(DATA begins)

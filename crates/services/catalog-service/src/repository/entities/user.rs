//! User database entity for SeaORM.

use sea_orm::entity::prelude::*;

use domain::{DomainError, User, UserProfile, UserRole};

#[derive(Clone, Debug, PartialEq, Eq, DeriveEntityModel)]
#[sea_orm(table_name = "users")]
pub struct Model {
    #[sea_orm(primary_key)]
    pub id: i32,
    #[sea_orm(unique)]
    pub email: String,
    pub password_hash: String,
    pub alias: Option<String>,
    pub lastname: Option<String>,
    pub birth_day: Option<Date>,
    pub mobile_phone: Option<String>,
    pub address: Option<String>,
    pub country: Option<String>,
    pub city: Option<String>,
    pub zip_code: Option<String>,
    pub image: Option<String>,
    #[sea_orm(column_type = "Text", nullable)]
    pub bio: Option<String>,
    pub is_active: bool,
    pub role: String,
    pub created_at: DateTimeUtc,
}

#[derive(Copy, Clone, Debug, EnumIter, DeriveRelation)]
pub enum Relation {
    #[sea_orm(has_many = "super::social_account::Entity")]
    SocialAccounts,
    #[sea_orm(has_many = "super::comment::Entity")]
    Comments,
    #[sea_orm(has_many = "super::favorite::Entity")]
    Favorites,
}

impl Related<super::social_account::Entity> for Entity {
    fn to() -> RelationDef {
        Relation::SocialAccounts.def()
    }
}

impl Related<super::comment::Entity> for Entity {
    fn to() -> RelationDef {
        Relation::Comments.def()
    }
}

impl Related<super::favorite::Entity> for Entity {
    fn to() -> RelationDef {
        Relation::Favorites.def()
    }
}

impl ActiveModelBehavior for ActiveModel {}

/// Write every profile column of the active model
pub(crate) fn set_profile(active: &mut ActiveModel, profile: UserProfile) {
    active.alias = sea_orm::Set(profile.alias);
    active.lastname = sea_orm::Set(profile.lastname);
    active.birth_day = sea_orm::Set(profile.birth_day);
    active.mobile_phone = sea_orm::Set(profile.mobile_phone);
    active.address = sea_orm::Set(profile.address);
    active.country = sea_orm::Set(profile.country);
    active.city = sea_orm::Set(profile.city);
    active.zip_code = sea_orm::Set(profile.zip_code);
    active.image = sea_orm::Set(profile.image);
    active.bio = sea_orm::Set(profile.bio);
}

/// Convert database model to domain entity
impl TryFrom<Model> for User {
    type Error = DomainError;

    fn try_from(model: Model) -> Result<Self, Self::Error> {
        Ok(User {
            id: model.id,
            email: model.email,
            password_hash: model.password_hash,
            profile: UserProfile {
                alias: model.alias,
                lastname: model.lastname,
                birth_day: model.birth_day,
                mobile_phone: model.mobile_phone,
                address: model.address,
                country: model.country,
                city: model.city,
                zip_code: model.zip_code,
                image: model.image,
                bio: model.bio,
            },
            is_active: model.is_active,
            role: UserRole::try_from(model.role.as_str())?,
            created_at: model.created_at,
        })
    }
}
//! What happens to dependent rows when a parent row is deleted.

use serde::{Deserialize, Serialize};

/// Delete policy for parent rows.
///
/// Foreign keys are declared `ON DELETE RESTRICT`, so `Restrict` leaves the
/// decision to the store: a parent with dependants is rejected with a
/// foreign key violation. `Cascade` removes the dependants first, inside the
/// same transaction.
#[derive(Debug, Clone, Copy, Default, PartialEq, Eq, Serialize, Deserialize)]
#[serde(rename_all = "lowercase")]
pub enum DeletePolicy {
    #[default]
    Restrict,
    Cascade,
}

impl DeletePolicy {
    pub fn cascades(&self) -> bool {
        matches!(self, DeletePolicy::Cascade)
    }
}
//! Migration: Create games, platforms, game_characteristics and media tables.

use domain::{
    COMPANY_MAX_LENGTH, FILETYPE_MAX_LENGTH, LONG_TEXT_MAX_LENGTH, MEDIA_TYPE_MAX_LENGTH,
    PLATFORM_NAME_MAX_LENGTH, TITLE_MAX_LENGTH, VALID_MEDIA_TYPES,
};
use sea_orm_migration::prelude::*;

#[derive(DeriveMigrationName)]
pub struct Migration;

#[async_trait::async_trait]
impl MigrationTrait for Migration {
    async fn up(&self, manager: &SchemaManager) -> Result<(), DbErr> {
        manager
            .create_table(
                Table::create()
                    .table(Games::Table)
                    .if_not_exists()
                    .col(
                        ColumnDef::new(Games::Id)
                            .integer()
                            .not_null()
                            .auto_increment()
                            .primary_key(),
                    )
                    .col(ColumnDef::new(Games::Title).string_len(TITLE_MAX_LENGTH).not_null())
                    .col(
                        ColumnDef::new(Games::IsActive)
                            .boolean()
                            .not_null()
                            .default(true),
                    )
                    .col(ColumnDef::new(Games::Description).text().null())
                    .col(ColumnDef::new(Games::ReleaseDate).date().null())
                    .col(ColumnDef::new(Games::Developer).string_len(COMPANY_MAX_LENGTH).null())
                    .col(ColumnDef::new(Games::Publisher).string_len(COMPANY_MAX_LENGTH).null())
                    .to_owned(),
            )
            .await?;

        manager
            .create_table(
                Table::create()
                    .table(Platforms::Table)
                    .if_not_exists()
                    .col(
                        ColumnDef::new(Platforms::Id)
                            .integer()
                            .not_null()
                            .auto_increment()
                            .primary_key(),
                    )
                    .col(
                        ColumnDef::new(Platforms::Name)
                            .string_len(PLATFORM_NAME_MAX_LENGTH)
                            .not_null(),
                    )
                    .to_owned(),
            )
            .await?;

        manager
            .create_table(
                Table::create()
                    .table(GameCharacteristics::Table)
                    .if_not_exists()
                    .col(
                        ColumnDef::new(GameCharacteristics::Id)
                            .integer()
                            .not_null()
                            .auto_increment()
                            .primary_key(),
                    )
                    .col(ColumnDef::new(GameCharacteristics::GameId).integer().not_null())
                    .col(ColumnDef::new(GameCharacteristics::PlatformId).integer().null())
                    .col(
                        ColumnDef::new(GameCharacteristics::Filename)
                            .string_len(LONG_TEXT_MAX_LENGTH)
                            .not_null(),
                    )
                    .col(
                        ColumnDef::new(GameCharacteristics::Filetype)
                            .string_len(FILETYPE_MAX_LENGTH)
                            .null(),
                    )
                    .col(ColumnDef::new(GameCharacteristics::Size).big_integer().null())
                    .col(ColumnDef::new(GameCharacteristics::Minimum).json().null())
                    .col(ColumnDef::new(GameCharacteristics::Recommended).json().null())
                    .foreign_key(
                        ForeignKey::create()
                            .name("fk_game_characteristics_game_id")
                            .from(GameCharacteristics::Table, GameCharacteristics::GameId)
                            .to(Games::Table, Games::Id)
                            .on_delete(ForeignKeyAction::Restrict),
                    )
                    .foreign_key(
                        ForeignKey::create()
                            .name("fk_game_characteristics_platform_id")
                            .from(GameCharacteristics::Table, GameCharacteristics::PlatformId)
                            .to(Platforms::Table, Platforms::Id)
                            .on_delete(ForeignKeyAction::Restrict),
                    )
                    .to_owned(),
            )
            .await?;

        manager
            .create_index(
                Index::create()
                    .name("idx_game_characteristics_game_id")
                    .table(GameCharacteristics::Table)
                    .col(GameCharacteristics::GameId)
                    .to_owned(),
            )
            .await?;

        manager
            .create_table(
                Table::create()
                    .table(Media::Table)
                    .if_not_exists()
                    .col(
                        ColumnDef::new(Media::Id)
                            .integer()
                            .not_null()
                            .auto_increment()
                            .primary_key(),
                    )
                    .col(ColumnDef::new(Media::GameId).integer().not_null())
                    .col(ColumnDef::new(Media::Url).string_len(LONG_TEXT_MAX_LENGTH).not_null())
                    .col(ColumnDef::new(Media::Caption).text().null())
                    .col(
                        ColumnDef::new(Media::MediaType)
                            .string_len(MEDIA_TYPE_MAX_LENGTH)
                            .not_null()
                            .check(Expr::col(Media::MediaType).is_in(VALID_MEDIA_TYPES.iter().copied())),
                    )
                    .col(
                        ColumnDef::new(Media::UploadedAt)
                            .timestamp_with_time_zone()
                            .not_null()
                            .default(Expr::current_timestamp()),
                    )
                    .foreign_key(
                        ForeignKey::create()
                            .name("fk_media_game_id")
                            .from(Media::Table, Media::GameId)
                            .to(Games::Table, Games::Id)
                            .on_delete(ForeignKeyAction::Restrict),
                    )
                    .to_owned(),
            )
            .await?;

        manager
            .create_index(
                Index::create()
                    .name("idx_media_game_id")
                    .table(Media::Table)
                    .col(Media::GameId)
                    .to_owned(),
            )
            .await
    }

    async fn down(&self, manager: &SchemaManager) -> Result<(), DbErr> {
        manager
            .drop_table(Table::drop().table(Media::Table).to_owned())
            .await?;

        manager
            .drop_table(Table::drop().table(GameCharacteristics::Table).to_owned())
            .await?;

        manager
            .drop_table(Table::drop().table(Platforms::Table).to_owned())
            .await?;

        manager
            .drop_table(Table::drop().table(Games::Table).to_owned())
            .await
    }
}

#[derive(DeriveIden)]
enum Games {
    Table,
    Id,
    Title,
    IsActive,
    Description,
    ReleaseDate,
    Developer,
    Publisher,
}

#[derive(DeriveIden)]
enum Platforms {
    Table,
    Id,
    Name,
}

#[derive(DeriveIden)]
enum GameCharacteristics {
    Table,
    Id,
    GameId,
    PlatformId,
    Filename,
    Filetype,
    Size,
    Minimum,
    Recommended,
}

#[derive(DeriveIden)]
enum Media {
    Table,
    Id,
    GameId,
    Url,
    Caption,
    MediaType,
    UploadedAt,
}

(DATA ends)

TASK TO CARRY OUT
Line by line, check the material above for the word "UserRole", then give the number of lines that hold it and nothing else.

TASK RESULT
2